What to do:
From the listing below, extract each line containing the string "static".

[[ Records to process open ]]

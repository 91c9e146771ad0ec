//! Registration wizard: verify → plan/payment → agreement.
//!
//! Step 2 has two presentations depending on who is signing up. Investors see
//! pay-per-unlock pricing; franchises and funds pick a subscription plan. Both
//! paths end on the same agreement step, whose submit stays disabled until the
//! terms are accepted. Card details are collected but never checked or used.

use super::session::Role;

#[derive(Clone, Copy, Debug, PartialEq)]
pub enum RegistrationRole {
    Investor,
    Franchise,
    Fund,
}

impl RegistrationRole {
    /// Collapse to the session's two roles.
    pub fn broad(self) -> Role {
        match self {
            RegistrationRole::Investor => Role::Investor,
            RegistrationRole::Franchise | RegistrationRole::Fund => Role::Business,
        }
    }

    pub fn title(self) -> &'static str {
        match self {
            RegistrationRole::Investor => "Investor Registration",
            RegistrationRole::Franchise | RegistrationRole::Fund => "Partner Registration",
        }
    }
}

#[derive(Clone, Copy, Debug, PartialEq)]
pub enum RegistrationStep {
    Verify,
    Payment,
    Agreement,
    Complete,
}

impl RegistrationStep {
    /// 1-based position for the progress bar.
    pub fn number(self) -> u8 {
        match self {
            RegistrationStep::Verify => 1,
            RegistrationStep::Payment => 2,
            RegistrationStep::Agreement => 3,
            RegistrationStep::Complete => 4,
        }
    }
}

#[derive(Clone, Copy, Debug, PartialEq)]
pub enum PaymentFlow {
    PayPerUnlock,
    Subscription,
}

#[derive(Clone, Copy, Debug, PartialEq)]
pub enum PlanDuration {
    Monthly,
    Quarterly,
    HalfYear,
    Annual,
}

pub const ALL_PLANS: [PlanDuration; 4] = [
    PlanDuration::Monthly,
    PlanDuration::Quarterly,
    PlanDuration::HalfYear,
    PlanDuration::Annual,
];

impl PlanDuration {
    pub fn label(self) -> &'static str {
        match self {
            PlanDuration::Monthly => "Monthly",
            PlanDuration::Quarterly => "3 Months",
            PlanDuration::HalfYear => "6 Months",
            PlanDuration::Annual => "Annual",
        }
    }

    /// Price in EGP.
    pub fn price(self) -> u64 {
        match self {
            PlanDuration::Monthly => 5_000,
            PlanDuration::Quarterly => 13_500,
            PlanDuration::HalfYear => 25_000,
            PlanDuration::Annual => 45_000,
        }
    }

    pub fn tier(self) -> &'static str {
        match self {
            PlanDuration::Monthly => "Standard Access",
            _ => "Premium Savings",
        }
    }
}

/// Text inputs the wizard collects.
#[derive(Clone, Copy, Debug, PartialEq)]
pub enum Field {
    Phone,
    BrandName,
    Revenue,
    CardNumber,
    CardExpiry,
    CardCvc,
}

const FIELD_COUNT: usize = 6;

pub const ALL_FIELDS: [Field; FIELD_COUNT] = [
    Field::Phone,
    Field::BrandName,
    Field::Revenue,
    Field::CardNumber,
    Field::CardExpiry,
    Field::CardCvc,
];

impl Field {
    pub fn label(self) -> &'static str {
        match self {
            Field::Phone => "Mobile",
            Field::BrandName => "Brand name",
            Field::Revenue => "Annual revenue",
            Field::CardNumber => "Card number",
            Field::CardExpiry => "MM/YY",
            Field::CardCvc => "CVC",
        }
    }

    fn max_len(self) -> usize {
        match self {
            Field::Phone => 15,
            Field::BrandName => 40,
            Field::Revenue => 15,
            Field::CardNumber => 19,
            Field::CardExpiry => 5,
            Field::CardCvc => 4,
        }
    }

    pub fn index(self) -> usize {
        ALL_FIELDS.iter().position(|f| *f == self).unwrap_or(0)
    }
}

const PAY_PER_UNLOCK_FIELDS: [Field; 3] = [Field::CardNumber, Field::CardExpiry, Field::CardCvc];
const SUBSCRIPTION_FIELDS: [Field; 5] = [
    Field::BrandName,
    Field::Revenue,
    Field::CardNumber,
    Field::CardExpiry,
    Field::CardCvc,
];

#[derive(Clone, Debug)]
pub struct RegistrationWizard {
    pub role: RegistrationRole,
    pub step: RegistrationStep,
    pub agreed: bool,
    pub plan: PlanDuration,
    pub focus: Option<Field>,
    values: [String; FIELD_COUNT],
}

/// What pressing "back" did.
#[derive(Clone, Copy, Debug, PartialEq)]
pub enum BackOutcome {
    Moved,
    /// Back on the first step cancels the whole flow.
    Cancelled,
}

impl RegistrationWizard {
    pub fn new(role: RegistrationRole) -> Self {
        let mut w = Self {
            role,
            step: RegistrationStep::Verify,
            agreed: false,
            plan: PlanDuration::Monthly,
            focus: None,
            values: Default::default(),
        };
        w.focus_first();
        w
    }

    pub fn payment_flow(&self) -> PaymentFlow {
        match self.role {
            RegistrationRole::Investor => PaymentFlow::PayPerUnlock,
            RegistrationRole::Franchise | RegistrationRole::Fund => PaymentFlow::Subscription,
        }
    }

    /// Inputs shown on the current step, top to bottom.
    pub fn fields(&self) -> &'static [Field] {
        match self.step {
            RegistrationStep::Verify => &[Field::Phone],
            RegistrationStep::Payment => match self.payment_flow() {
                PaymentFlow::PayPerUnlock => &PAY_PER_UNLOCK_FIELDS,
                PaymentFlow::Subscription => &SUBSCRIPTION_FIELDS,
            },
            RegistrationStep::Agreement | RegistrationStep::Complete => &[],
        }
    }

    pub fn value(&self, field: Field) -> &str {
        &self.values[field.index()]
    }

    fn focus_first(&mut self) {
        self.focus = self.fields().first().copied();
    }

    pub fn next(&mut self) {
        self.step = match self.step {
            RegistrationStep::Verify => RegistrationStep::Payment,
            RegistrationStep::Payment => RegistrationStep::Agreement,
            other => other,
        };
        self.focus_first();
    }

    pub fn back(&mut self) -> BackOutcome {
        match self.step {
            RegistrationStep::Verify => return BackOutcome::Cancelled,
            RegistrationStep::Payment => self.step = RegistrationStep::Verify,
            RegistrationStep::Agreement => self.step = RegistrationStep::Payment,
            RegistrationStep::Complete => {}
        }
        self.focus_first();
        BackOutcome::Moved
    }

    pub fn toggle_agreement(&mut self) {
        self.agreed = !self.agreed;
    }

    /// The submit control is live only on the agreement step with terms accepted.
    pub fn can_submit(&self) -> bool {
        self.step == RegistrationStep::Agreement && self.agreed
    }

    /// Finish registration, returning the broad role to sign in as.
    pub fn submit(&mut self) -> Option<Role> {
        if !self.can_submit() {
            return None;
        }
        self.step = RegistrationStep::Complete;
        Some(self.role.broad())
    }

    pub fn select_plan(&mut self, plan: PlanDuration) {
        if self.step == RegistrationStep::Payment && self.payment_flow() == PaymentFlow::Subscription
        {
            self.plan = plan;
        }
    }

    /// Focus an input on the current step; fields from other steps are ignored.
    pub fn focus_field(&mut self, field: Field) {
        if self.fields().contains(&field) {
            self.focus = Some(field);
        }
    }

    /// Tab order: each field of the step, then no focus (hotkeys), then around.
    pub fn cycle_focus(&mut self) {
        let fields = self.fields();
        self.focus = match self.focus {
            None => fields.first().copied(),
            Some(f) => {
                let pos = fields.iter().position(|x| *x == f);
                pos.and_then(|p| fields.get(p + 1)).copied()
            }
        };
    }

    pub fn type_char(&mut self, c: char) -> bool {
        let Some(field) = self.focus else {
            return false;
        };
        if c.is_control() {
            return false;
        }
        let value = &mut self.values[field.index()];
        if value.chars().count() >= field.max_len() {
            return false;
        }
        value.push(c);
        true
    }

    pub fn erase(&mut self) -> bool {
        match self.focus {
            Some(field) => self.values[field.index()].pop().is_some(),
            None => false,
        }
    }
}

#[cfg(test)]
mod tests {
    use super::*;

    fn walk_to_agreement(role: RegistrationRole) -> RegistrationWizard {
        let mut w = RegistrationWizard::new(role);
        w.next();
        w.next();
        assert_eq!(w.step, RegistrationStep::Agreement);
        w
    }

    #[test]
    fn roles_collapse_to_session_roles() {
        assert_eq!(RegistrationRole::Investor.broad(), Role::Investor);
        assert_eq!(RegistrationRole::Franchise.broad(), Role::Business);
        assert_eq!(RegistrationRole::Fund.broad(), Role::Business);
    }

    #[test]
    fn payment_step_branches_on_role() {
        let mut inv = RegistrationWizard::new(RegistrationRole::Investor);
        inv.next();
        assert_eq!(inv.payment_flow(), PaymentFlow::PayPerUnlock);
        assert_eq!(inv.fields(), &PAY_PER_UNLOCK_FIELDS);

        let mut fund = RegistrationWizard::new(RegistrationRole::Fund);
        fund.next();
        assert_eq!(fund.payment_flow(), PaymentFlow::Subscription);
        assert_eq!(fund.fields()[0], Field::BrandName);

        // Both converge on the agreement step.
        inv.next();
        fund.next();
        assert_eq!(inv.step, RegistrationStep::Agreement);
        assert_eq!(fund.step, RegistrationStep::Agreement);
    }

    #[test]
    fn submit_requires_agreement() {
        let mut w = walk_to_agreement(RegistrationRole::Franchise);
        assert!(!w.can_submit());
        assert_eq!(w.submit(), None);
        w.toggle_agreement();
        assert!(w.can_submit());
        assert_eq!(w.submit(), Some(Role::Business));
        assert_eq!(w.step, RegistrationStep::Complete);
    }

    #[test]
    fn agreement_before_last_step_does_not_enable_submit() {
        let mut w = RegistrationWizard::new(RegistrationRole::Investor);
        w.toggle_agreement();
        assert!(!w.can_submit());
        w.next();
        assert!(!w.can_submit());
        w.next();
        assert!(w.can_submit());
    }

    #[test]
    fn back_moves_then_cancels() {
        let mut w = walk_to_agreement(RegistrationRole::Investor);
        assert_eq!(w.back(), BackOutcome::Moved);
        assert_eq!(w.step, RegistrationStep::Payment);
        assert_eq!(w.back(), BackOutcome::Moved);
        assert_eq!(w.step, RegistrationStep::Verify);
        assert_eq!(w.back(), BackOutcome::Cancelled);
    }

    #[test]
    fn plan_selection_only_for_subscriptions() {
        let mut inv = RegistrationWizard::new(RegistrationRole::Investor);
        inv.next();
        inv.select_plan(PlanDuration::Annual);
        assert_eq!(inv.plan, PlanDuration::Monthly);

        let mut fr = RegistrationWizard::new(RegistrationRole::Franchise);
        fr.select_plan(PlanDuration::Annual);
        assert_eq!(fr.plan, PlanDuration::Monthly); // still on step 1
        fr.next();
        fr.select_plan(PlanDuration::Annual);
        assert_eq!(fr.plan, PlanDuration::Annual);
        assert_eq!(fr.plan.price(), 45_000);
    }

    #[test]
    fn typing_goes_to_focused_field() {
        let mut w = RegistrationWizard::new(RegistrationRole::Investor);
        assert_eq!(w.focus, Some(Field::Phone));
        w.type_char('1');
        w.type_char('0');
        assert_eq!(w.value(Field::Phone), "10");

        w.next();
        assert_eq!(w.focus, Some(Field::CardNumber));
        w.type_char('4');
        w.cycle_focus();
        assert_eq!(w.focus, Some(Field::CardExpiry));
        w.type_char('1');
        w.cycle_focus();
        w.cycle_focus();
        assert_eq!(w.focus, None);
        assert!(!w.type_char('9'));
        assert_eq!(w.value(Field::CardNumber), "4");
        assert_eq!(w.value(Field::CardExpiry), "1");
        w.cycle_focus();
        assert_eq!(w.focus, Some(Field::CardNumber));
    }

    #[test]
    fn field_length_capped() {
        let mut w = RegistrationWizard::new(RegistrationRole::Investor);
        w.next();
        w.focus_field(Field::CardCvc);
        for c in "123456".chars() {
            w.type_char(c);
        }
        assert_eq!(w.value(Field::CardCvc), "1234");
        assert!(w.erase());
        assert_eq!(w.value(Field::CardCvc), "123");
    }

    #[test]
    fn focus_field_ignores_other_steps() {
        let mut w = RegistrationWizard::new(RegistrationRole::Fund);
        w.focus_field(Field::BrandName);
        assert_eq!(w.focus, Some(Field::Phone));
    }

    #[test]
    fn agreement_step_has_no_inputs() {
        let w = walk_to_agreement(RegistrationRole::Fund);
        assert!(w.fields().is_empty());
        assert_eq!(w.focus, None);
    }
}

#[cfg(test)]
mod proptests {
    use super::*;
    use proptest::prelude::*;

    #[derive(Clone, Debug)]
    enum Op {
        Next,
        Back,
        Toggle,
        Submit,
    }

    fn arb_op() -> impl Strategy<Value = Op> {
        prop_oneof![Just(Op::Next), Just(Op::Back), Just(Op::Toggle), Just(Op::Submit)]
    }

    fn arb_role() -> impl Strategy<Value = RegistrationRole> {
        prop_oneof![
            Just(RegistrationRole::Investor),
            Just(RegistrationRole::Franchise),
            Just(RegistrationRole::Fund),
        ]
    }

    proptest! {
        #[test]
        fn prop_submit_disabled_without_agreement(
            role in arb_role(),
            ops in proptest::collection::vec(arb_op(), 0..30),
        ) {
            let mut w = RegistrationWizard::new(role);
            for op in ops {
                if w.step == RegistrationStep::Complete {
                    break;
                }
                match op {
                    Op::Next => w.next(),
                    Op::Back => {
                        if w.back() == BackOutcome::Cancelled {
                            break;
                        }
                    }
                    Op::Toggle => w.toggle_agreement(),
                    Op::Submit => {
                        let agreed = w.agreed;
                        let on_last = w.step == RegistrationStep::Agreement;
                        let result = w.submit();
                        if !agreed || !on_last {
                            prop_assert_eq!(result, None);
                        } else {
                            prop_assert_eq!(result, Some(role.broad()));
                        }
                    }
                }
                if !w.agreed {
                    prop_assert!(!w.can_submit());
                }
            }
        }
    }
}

[[ Records to process closed ]]

Task solution:
    pub fn title(self) -> &'static str {
    pub fn label(self) -> &'static str {
    pub fn tier(self) -> &'static str {
    pub fn label(self) -> &'static str {
    pub fn fields(&self) -> &'static [Field] {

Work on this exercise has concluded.